Take the records underneath and set them down exactly.
==================================================
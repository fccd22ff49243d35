//! Core data types shared by every part of the tree.
//!
//! ## Types
//!
//! - [`Direction`]: Left or Right, used to index child slots symmetrically
//! - [`InvariantViolation`]: Fatal error kind reported by the consistency checker
//! - [`TreeShape`]: Summary returned by a successful validation pass

mod direction;
mod error;

// Re-export all types at module level
pub use direction::Direction;
pub use error::{InvariantViolation, TreeShape};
==================================================
Answer space ->
repository fccd22ff49243d35
//! Core data types shared by every part of the tree.
//!
//! ## Types
//!
//! - [`Direction`]: Left or Right, used to index child slots symmetrically
//! - [`InvariantViolation`]: Fatal error kind reported by the consistency checker
//! - [`TreeShape`]: Summary returned by a successful validation pass

mod direction;
mod error;

// Re-export all types at module level
pub use direction::Direction;
pub use error::{InvariantViolation, TreeShape};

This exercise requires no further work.